La parte final de la película, con el encuentro de la protagonista, en un parque muy romántico, con un soldado que tomará el tren esa noche y un barco al día siguiente que lo llevará a la guerra contra los insurgentes argelinos, con el temor inequívoco que tiene de acabar muriendo en una guerra que le parece absurda, sobre injusta, cuando lo que a él le gustaría sería «morir de amor», por ejemplo, deriva enseguida hacia una suerte de encuentro predestinado que unirá a dos corazones solitarios y necesitados de esperanza. Lo sorprendente de este desenlace de la película es la sensibilidad de la directora para darle la vuelta a la más tópica de las situaciones imaginables, y lo consigue con un diálogo y una aventura urbana que ya quisieran conseguir tantísimos directores aficionados que caen en la red viscosa del tópico donde chapotean hasta hundirse ridículamente -Almodóvar entre ellos, por cierto- de la que Varda sale tan airosa, pongamos por caso,  como el mejor Ophüls…
Insisto, hacía tiempo que no veía una película con tanta imaginación visual y un código narrativo tan férreo. No sé por qué, pero, salvando infinitas distancias, me ha traído a la memoria El amigo americano, de Wenders. Supongo que será ese trabajo exhaustivo sobre el plano y el movimiento de cámara, amén de por la calculadísima puesta en escena. En cualquier caso, lo que sí es cierto es que pocas películas recientes he visto que sean tan innovadoras y «modernas», en el sentido de conectar con los espectadores de su tiempo, como esta maravilla de Cléo de 5 a 7. Confieso que, al principio, la interpretación de la bellísima Corinne Marchand  me desconcertó, cuando se encuentra con su asistenta en el bar y se comporta como lo que su ayudante dice que es: una niña pequeña que dramatiza y necesita muchos mimos; dura muy poco ese desconcierto, porque enseguida consigue que entremos en el conflicto dramático de una personalidad superficial a la que su ingenuo divismo presta maravillosa encarnadura.
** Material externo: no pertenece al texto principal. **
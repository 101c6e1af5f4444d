// Copyright (c) 2017 Chef Software Inc. and/or applicable contributors
//
// Licensed under the Apache License, Version 2.0 (the "License");
// you may not use this file except in compliance with the License.
// You may obtain a copy of the License at
//
//     http://www.apache.org/licenses/LICENSE-2.0
//
// Unless required by applicable law or agreed to in writing, software
// distributed under the License is distributed on an "AS IS" BASIS,
// WITHOUT WARRANTIES OR CONDITIONS OF ANY KIND, either express or implied.
// See the License for the specific language governing permissions and
// limitations under the License.

//! In-memory key -> typed-value map populated from a defaults
//! iterator and a text config file, with environment overrides
//! consulted at read time. This is the ambient configuration layer
//! for every process in the core; there is no separate settings
//! crate.

use std::collections::HashMap;
use std::fs;
use std::path::{Path, PathBuf};
use std::sync::RwLock;
use std::time::SystemTime;

use regex::Regex;

use env;
use error::{Error, Result};

static LOGKEY: &'static str = "CFG";

#[derive(Clone, Copy, Debug, PartialEq, Eq)]
pub enum RecordKind {
    Config,
    Local,
    Process,
    Node,
    Cluster,
}

#[derive(Clone, Copy, Debug, PartialEq, Eq)]
pub enum RecordType {
    Int,
    Counter,
    Float,
    String,
    Null,
}

#[derive(Clone, Debug, PartialEq)]
pub enum Value {
    Int(i64),
    Counter(i64),
    Float(f64),
    String(String),
    Null,
}

#[derive(Clone, Debug)]
pub struct ConfigRecord {
    pub name: String,
    pub kind: RecordKind,
    pub ty: RecordType,
    pub value: Value,
}

struct Snapshot {
    records: HashMap<String, ConfigRecord>,
    mtime: Option<SystemTime>,
}

/// Single-writer, swap-on-reload config map. Readers take a read
/// lock; a reload parses into a fresh map and only then swaps it in,
/// so a reader never observes a partial merge.
pub struct ConfigStore {
    inner: RwLock<Snapshot>,
}

impl ConfigStore {
    pub fn new() -> ConfigStore {
        ConfigStore {
            inner: RwLock::new(Snapshot { records: HashMap::new(), mtime: None }),
        }
    }

    /// Fill the map from a callback that yields every known record's
    /// default.
    pub fn load_defaults<I>(&self, defaults: I)
    where
        I: IntoIterator<Item = (String, RecordKind, RecordType, Value)>,
    {
        let mut snap = self.inner.write().expect("config store poisoned");
        for (name, kind, ty, value) in defaults {
            snap.records.insert(name.clone(), ConfigRecord { name, kind, ty, value });
        }
    }

    /// Parse a line-oriented text file: `CONFIG <name> <TYPE> <value>`
    /// (also accepting `LOCAL`); blank lines and `#` comments are
    /// ignored; unknown names are logged and ignored.
    pub fn load_file<P: AsRef<Path>>(&self, path: P) -> Result<()> {
        let path = path.as_ref();
        let text = fs::read_to_string(path).map_err(|e| Error::ConfigIO(path.to_path_buf(), e))?;

        let mut snap = self.inner.write().expect("config store poisoned");
        let mut changed = 0usize;
        for (lineno, raw) in text.lines().enumerate() {
            let line = raw.trim();
            if line.is_empty() || line.starts_with('#') {
                continue;
            }
            match parse_line(line) {
                Some((kind, name, ty, value)) => {
                    match snap.records.get(&name) {
                        Some(existing) if existing.ty != ty => {
                            return Err(Error::ConfigParse(
                                path.to_path_buf(),
                                lineno + 1,
                                format!("record '{}' redeclared with a different type", name),
                            ));
                        }
                        Some(_) => {}
                        None => {
                            warn!("unknown config record '{}' at {}:{}", name, path.display(), lineno + 1);
                            continue;
                        }
                    }
                    snap.records.insert(name.clone(), ConfigRecord { name, kind, ty, value });
                    changed += 1;
                }
                None => {
                    return Err(Error::ConfigParse(
                        path.to_path_buf(),
                        lineno + 1,
                        "malformed config line".to_string(),
                    ));
                }
            }
        }
        let meta = fs::metadata(path).map_err(|e| Error::ConfigIO(path.to_path_buf(), e))?;
        snap.mtime = meta.modified().ok();
        outputln!("loaded {} config records from {}", changed, path.display());
        Ok(())
    }

    /// Stat the file; reload only when mtime is strictly greater than
    /// the last observed mtime. Parses into a new map and swaps on
    /// success, so a failed reload leaves the previous map intact.
    pub fn reload_if_changed<P: AsRef<Path>>(&self, path: P) -> Result<bool> {
        let path = path.as_ref();
        let meta = match fs::metadata(path) {
            Ok(m) => m,
            Err(ref e) if e.kind() == ::std::io::ErrorKind::NotFound => return Ok(false),
            Err(e) => return Err(Error::ConfigIO(path.to_path_buf(), e)),
        };
        let mtime = meta.modified().ok();
        let stale = {
            let snap = self.inner.read().expect("config store poisoned");
            match (mtime, snap.mtime) {
                (Some(new), Some(old)) => new > old,
                (Some(_), None) => true,
                _ => false,
            }
        };
        if !stale {
            return Ok(false);
        }
        self.load_file(path)?;
        Ok(true)
    }

    fn resolve(&self, name: &str, missing_ok: bool) -> Result<ConfigRecord> {
        let snap = self.inner.read().expect("config store poisoned");
        match snap.records.get(name) {
            Some(rec) => Ok(rec.clone()),
            None if missing_ok => Ok(ConfigRecord {
                name: name.to_string(),
                kind: RecordKind::Config,
                ty: RecordType::Null,
                value: Value::Null,
            }),
            None => Err(Error::ConfigMissing(name.to_string())),
        }
    }

    pub fn get_int(&self, name: &str, missing_ok: bool) -> Result<i64> {
        let rec = self.resolve(name, missing_ok)?;
        if let Some(over) = env::record_override(name) {
            return over
                .parse::<i64>()
                .map_err(|_| Error::ConfigTypeMismatch(name.to_string()));
        }
        match (rec.ty, rec.value) {
            (RecordType::Int, Value::Int(v)) => Ok(v),
            (RecordType::Null, Value::Null) if missing_ok => Ok(0),
            _ => Err(Error::ConfigTypeMismatch(name.to_string())),
        }
    }

    pub fn get_counter(&self, name: &str, missing_ok: bool) -> Result<i64> {
        let rec = self.resolve(name, missing_ok)?;
        if let Some(over) = env::record_override(name) {
            return over
                .parse::<i64>()
                .map_err(|_| Error::ConfigTypeMismatch(name.to_string()));
        }
        match (rec.ty, rec.value) {
            (RecordType::Counter, Value::Counter(v)) => Ok(v),
            (RecordType::Null, Value::Null) if missing_ok => Ok(0),
            _ => Err(Error::ConfigTypeMismatch(name.to_string())),
        }
    }

    pub fn get_float(&self, name: &str, missing_ok: bool) -> Result<f64> {
        let rec = self.resolve(name, missing_ok)?;
        if let Some(over) = env::record_override(name) {
            return over
                .parse::<f64>()
                .map_err(|_| Error::ConfigTypeMismatch(name.to_string()));
        }
        match (rec.ty, rec.value) {
            (RecordType::Float, Value::Float(v)) => Ok(v),
            (RecordType::Null, Value::Null) if missing_ok => Ok(0.0),
            _ => Err(Error::ConfigTypeMismatch(name.to_string())),
        }
    }

    pub fn get_string(&self, name: &str, missing_ok: bool) -> Result<String> {
        let rec = self.resolve(name, missing_ok)?;
        if let Some(over) = env::record_override(name) {
            return Ok(over);
        }
        match (rec.ty, rec.value) {
            (RecordType::String, Value::String(v)) => Ok(v),
            (RecordType::Null, Value::Null) if missing_ok => Ok(String::new()),
            _ => Err(Error::ConfigTypeMismatch(name.to_string())),
        }
    }

    /// Set a record's value directly, bypassing the file-reload path.
    /// Used by control-plane writers (`RECORD_SET`, and internal state
    /// such as `proxy.node.config.draining`). Rejects a type change on
    /// an existing record the same way `load_file` does; creates the
    /// record if it is not already present.
    pub fn set(&self, name: &str, ty: RecordType, value: Value) -> Result<()> {
        let mut snap = self.inner.write().expect("config store poisoned");
        if let Some(existing) = snap.records.get(name) {
            if existing.ty != ty {
                return Err(Error::ConfigTypeMismatch(name.to_string()));
            }
        }
        snap.records.insert(
            name.to_string(),
            ConfigRecord { name: name.to_string(), kind: RecordKind::Node, ty, value },
        );
        Ok(())
    }

    pub fn set_int(&self, name: &str, value: i64) -> Result<()> {
        self.set(name, RecordType::Int, Value::Int(value))
    }

    pub fn set_string(&self, name: &str, value: &str) -> Result<()> {
        self.set(name, RecordType::String, Value::String(value.to_string()))
    }

    /// Records whose name matches `pattern` (used by
    /// `RECORD_MATCH_GET`).
    pub fn matching(&self, pattern: &str) -> Result<Vec<ConfigRecord>> {
        let re = Regex::new(pattern).map_err(|_| Error::ConfigTypeMismatch(pattern.to_string()))?;
        let snap = self.inner.read().expect("config store poisoned");
        Ok(snap
            .records
            .values()
            .filter(|rec| re.is_match(&rec.name))
            .cloned()
            .collect())
    }
}

fn parse_line(line: &str) -> Option<(RecordKind, String, RecordType, Value)> {
    let mut parts = line.splitn(4, ' ');
    let kw = parts.next()?;
    let kind = match kw {
        "CONFIG" => RecordKind::Config,
        "LOCAL" => RecordKind::Local,
        _ => return None,
    };
    let name = parts.next()?.to_string();
    let ty_tok = parts.next()?;
    let raw_value = parts.next().unwrap_or("").trim();

    let (ty, value) = match ty_tok {
        "INT" => (RecordType::Int, Value::Int(raw_value.parse().ok()?)),
        "COUNTER" => (RecordType::Counter, Value::Counter(raw_value.parse().ok()?)),
        "FLOAT" => (RecordType::Float, Value::Float(raw_value.parse().ok()?)),
        "STRING" => (RecordType::String, Value::String(raw_value.to_string())),
        _ => return None,
    };
    Some((kind, name, ty, value))
}

pub fn default_records_path(sysconfdir: &Path) -> PathBuf {
    sysconfdir.join("records.config")
}

#[cfg(test)]
mod tests {
    use super::*;

    extern crate tempdir;

    fn seeded_store() -> ConfigStore {
        let store = ConfigStore::new();
        store.load_defaults(vec![(
            "proxy.config.admin.user_id".to_string(),
            RecordKind::Config,
            RecordType::String,
            Value::String("nobody".to_string()),
        )]);
        store
    }

    #[test]
    fn get_string_returns_default_before_any_file_load() {
        let store = seeded_store();
        assert_eq!(store.get_string("proxy.config.admin.user_id", false).unwrap(), "nobody");
    }

    #[test]
    fn load_file_overrides_default_and_counts_changes() {
        let dir = tempdir::TempDir::new("ts-config").unwrap();
        let path = dir.path().join("records.config");
        fs::write(&path, "CONFIG proxy.config.admin.user_id STRING ts_admin\n").unwrap();

        let store = seeded_store();
        store.load_file(&path).unwrap();
        assert_eq!(store.get_string("proxy.config.admin.user_id", false).unwrap(), "ts_admin");
    }

    #[test]
    fn unknown_record_in_file_is_ignored_not_fatal() {
        let dir = tempdir::TempDir::new("ts-config").unwrap();
        let path = dir.path().join("records.config");
        fs::write(&path, "CONFIG proxy.config.nonexistent STRING whatever\n").unwrap();

        let store = seeded_store();
        assert!(store.load_file(&path).is_ok());
    }

    #[test]
    fn type_mismatch_on_read_is_an_error() {
        let store = seeded_store();
        assert!(store.get_int("proxy.config.admin.user_id", false).is_err());
    }

    #[test]
    fn reload_if_changed_is_false_when_mtime_unchanged() {
        let dir = tempdir::TempDir::new("ts-config").unwrap();
        let path = dir.path().join("records.config");
        fs::write(&path, "CONFIG proxy.config.admin.user_id STRING a\n").unwrap();

        let store = seeded_store();
        assert!(store.reload_if_changed(&path).unwrap());
        assert!(!store.reload_if_changed(&path).unwrap());
    }

    #[test]
    fn set_updates_an_existing_record_in_place() {
        let store = seeded_store();
        store.set_string("proxy.config.admin.user_id", "ts_runtime").unwrap();
        assert_eq!(store.get_string("proxy.config.admin.user_id", false).unwrap(), "ts_runtime");
    }

    #[test]
    fn set_rejects_a_type_change_on_an_existing_record() {
        let store = seeded_store();
        assert!(store.set_int("proxy.config.admin.user_id", 1).is_err());
    }

    #[test]
    fn set_creates_a_new_record_when_absent() {
        let store = seeded_store();
        store.set_int("proxy.node.config.draining", 1).unwrap();
        assert_eq!(store.get_int("proxy.node.config.draining", false).unwrap(), 1);
    }

    #[test]
    fn env_override_takes_precedence_over_file_value() {
        let dir = tempdir::TempDir::new("ts-config").unwrap();
        let path = dir.path().join("records.config");
        fs::write(&path, "CONFIG proxy.config.admin.user_id STRING from_file\n").unwrap();

        ::std::env::set_var("PROXY_CONFIG_ADMIN_USER_ID", "from_env");
        let store = seeded_store();
        store.load_file(&path).unwrap();
        assert_eq!(store.get_string("proxy.config.admin.user_id", false).unwrap(), "from_env");
        ::std::env::remove_var("PROXY_CONFIG_ADMIN_USER_ID");
    }
}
Tengamos en cuenta que no hay plano en la película en la que ella no aparezca, y saber llevar ese protagonismo con semejante entereza interpretativa es un desafío del que no todas podrían salir tan airosas como ella sale, y especialmente ello se cumple, o se magnifica, en el hermoso desenlace de la película. ¿Verdad que no hace falta decir que todos aquellos que tengan la suerte que yo tenia hasta hace tres días de no haberla visto, les urge correr la misma suerte que yo: perder esa virginidad y sentarse cuanto antes a disfrutar de una película tan innovadora como exquisita, bella y emocionante, ¡y con una cancón, Sans toi, que llega directamente al fondo insobornable de la emoción más profunda!